Provided material Block Start
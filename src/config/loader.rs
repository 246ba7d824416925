//! Load `ServiceConfig` from environment variables.

use crate::config::types::{ServiceConfig, UriSource};
use crate::error::ConfigError;
use std::net::IpAddr;

pub const ENV_PORT: &str = "PORT";
pub const ENV_BIND_ADDR: &str = "NOTES_BIND_ADDR";
pub const ENV_SECRET_NAME: &str = "NOTES_SECRET_NAME";
pub const ENV_SECRETS_ENDPOINT: &str = "NOTES_SECRETS_ENDPOINT";
pub const ENV_MONGO_URI: &str = "NOTES_MONGO_URI";
pub const ENV_DATABASE: &str = "NOTES_DATABASE";
pub const ENV_COLLECTION: &str = "NOTES_COLLECTION";

/// Reads the process environment. Call `dotenvy::dotenv()` first to honor a `.env` file.
pub fn load_from_env() -> Result<ServiceConfig, ConfigError> {
    load_with(|key| std::env::var(key).ok())
}

/// Builds the config from any key lookup. Blank values count as unset.
pub fn load_with<F>(lookup: F) -> Result<ServiceConfig, ConfigError>
where
    F: Fn(&str) -> Option<String>,
{
    let get = |key: &str| {
        lookup(key)
            .map(|v| v.trim().to_string())
            .filter(|v| !v.is_empty())
    };
    let mut config = ServiceConfig::default();

    if let Some(port) = get(ENV_PORT) {
        config.port = parse_port(&port)?;
    }
    if let Some(addr) = get(ENV_BIND_ADDR) {
        config.bind_addr = parse_bind_addr(&addr)?;
    }
    if let Some(db) = get(ENV_DATABASE) {
        config.database = db;
    }
    if let Some(coll) = get(ENV_COLLECTION) {
        config.collection = coll;
    }
    validate_name(ENV_DATABASE, &config.database, &['/', '\\', '.', ' ', '"', '$'])?;
    validate_name(ENV_COLLECTION, &config.collection, &['$'])?;

    config.uri_source = match get(ENV_MONGO_URI) {
        Some(uri) => UriSource::Direct(uri),
        None => UriSource::Secret {
            name: get(ENV_SECRET_NAME).unwrap_or_else(|| crate::config::DEFAULT_SECRET_NAME.into()),
            endpoint_url: get(ENV_SECRETS_ENDPOINT),
        },
    };
    Ok(config)
}

fn parse_port(s: &str) -> Result<u16, ConfigError> {
    match s.parse::<u16>() {
        Ok(0) => Err(ConfigError::Invalid {
            var: ENV_PORT,
            reason: "port must be non-zero".into(),
        }),
        Ok(p) => Ok(p),
        Err(e) => Err(ConfigError::Invalid {
            var: ENV_PORT,
            reason: format!("'{}': {}", s, e),
        }),
    }
}

/// Bind addresses must be IP literals; host names are rejected rather than resolved.
fn parse_bind_addr(s: &str) -> Result<IpAddr, ConfigError> {
    s.parse::<IpAddr>().map_err(|e| ConfigError::Invalid {
        var: ENV_BIND_ADDR,
        reason: format!("'{}': {}", s, e),
    })
}

fn validate_name(var: &'static str, name: &str, forbidden: &[char]) -> Result<(), ConfigError> {
    if let Some(c) = name.chars().find(|c| forbidden.contains(c)) {
        return Err(ConfigError::Invalid {
            var,
            reason: format!("'{}' contains '{}'", name, c),
        });
    }
    Ok(())
}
Provided material Block End
Copy the listing word for word.

Completed exercise |
filename src/config/loader.rs
repository 246ba7d824416925
//! Load `ServiceConfig` from environment variables.

use crate::config::types::{ServiceConfig, UriSource};
use crate::error::ConfigError;
use std::net::IpAddr;

pub const ENV_PORT: &str = "PORT";
pub const ENV_BIND_ADDR: &str = "NOTES_BIND_ADDR";
pub const ENV_SECRET_NAME: &str = "NOTES_SECRET_NAME";
pub const ENV_SECRETS_ENDPOINT: &str = "NOTES_SECRETS_ENDPOINT";
pub const ENV_MONGO_URI: &str = "NOTES_MONGO_URI";
pub const ENV_DATABASE: &str = "NOTES_DATABASE";
pub const ENV_COLLECTION: &str = "NOTES_COLLECTION";

/// Reads the process environment. Call `dotenvy::dotenv()` first to honor a `.env` file.
pub fn load_from_env() -> Result<ServiceConfig, ConfigError> {
    load_with(|key| std::env::var(key).ok())
}

/// Builds the config from any key lookup. Blank values count as unset.
pub fn load_with<F>(lookup: F) -> Result<ServiceConfig, ConfigError>
where
    F: Fn(&str) -> Option<String>,
{
    let get = |key: &str| {
        lookup(key)
            .map(|v| v.trim().to_string())
            .filter(|v| !v.is_empty())
    };
    let mut config = ServiceConfig::default();

    if let Some(port) = get(ENV_PORT) {
        config.port = parse_port(&port)?;
    }
    if let Some(addr) = get(ENV_BIND_ADDR) {
        config.bind_addr = parse_bind_addr(&addr)?;
    }
    if let Some(db) = get(ENV_DATABASE) {
        config.database = db;
    }
    if let Some(coll) = get(ENV_COLLECTION) {
        config.collection = coll;
    }
    validate_name(ENV_DATABASE, &config.database, &['/', '\\', '.', ' ', '"', '$'])?;
    validate_name(ENV_COLLECTION, &config.collection, &['$'])?;

    config.uri_source = match get(ENV_MONGO_URI) {
        Some(uri) => UriSource::Direct(uri),
        None => UriSource::Secret {
            name: get(ENV_SECRET_NAME).unwrap_or_else(|| crate::config::DEFAULT_SECRET_NAME.into()),
            endpoint_url: get(ENV_SECRETS_ENDPOINT),
        },
    };
    Ok(config)
}

fn parse_port(s: &str) -> Result<u16, ConfigError> {
    match s.parse::<u16>() {
        Ok(0) => Err(ConfigError::Invalid {
            var: ENV_PORT,
            reason: "port must be non-zero".into(),
        }),
        Ok(p) => Ok(p),
        Err(e) => Err(ConfigError::Invalid {
            var: ENV_PORT,
            reason: format!("'{}': {}", s, e),
        }),
    }
}

/// Bind addresses must be IP literals; host names are rejected rather than resolved.
fn parse_bind_addr(s: &str) -> Result<IpAddr, ConfigError> {
    s.parse::<IpAddr>().map_err(|e| ConfigError::Invalid {
        var: ENV_BIND_ADDR,
        reason: format!("'{}': {}", s, e),
    })
}

fn validate_name(var: &'static str, name: &str, forbidden: &[char]) -> Result<(), ConfigError> {
    if let Some(c) = name.chars().find(|c| forbidden.contains(c)) {
        return Err(ConfigError::Invalid {
            var,
            reason: format!("'{}' contains '{}'", name, c),
        });
    }
    Ok(())
}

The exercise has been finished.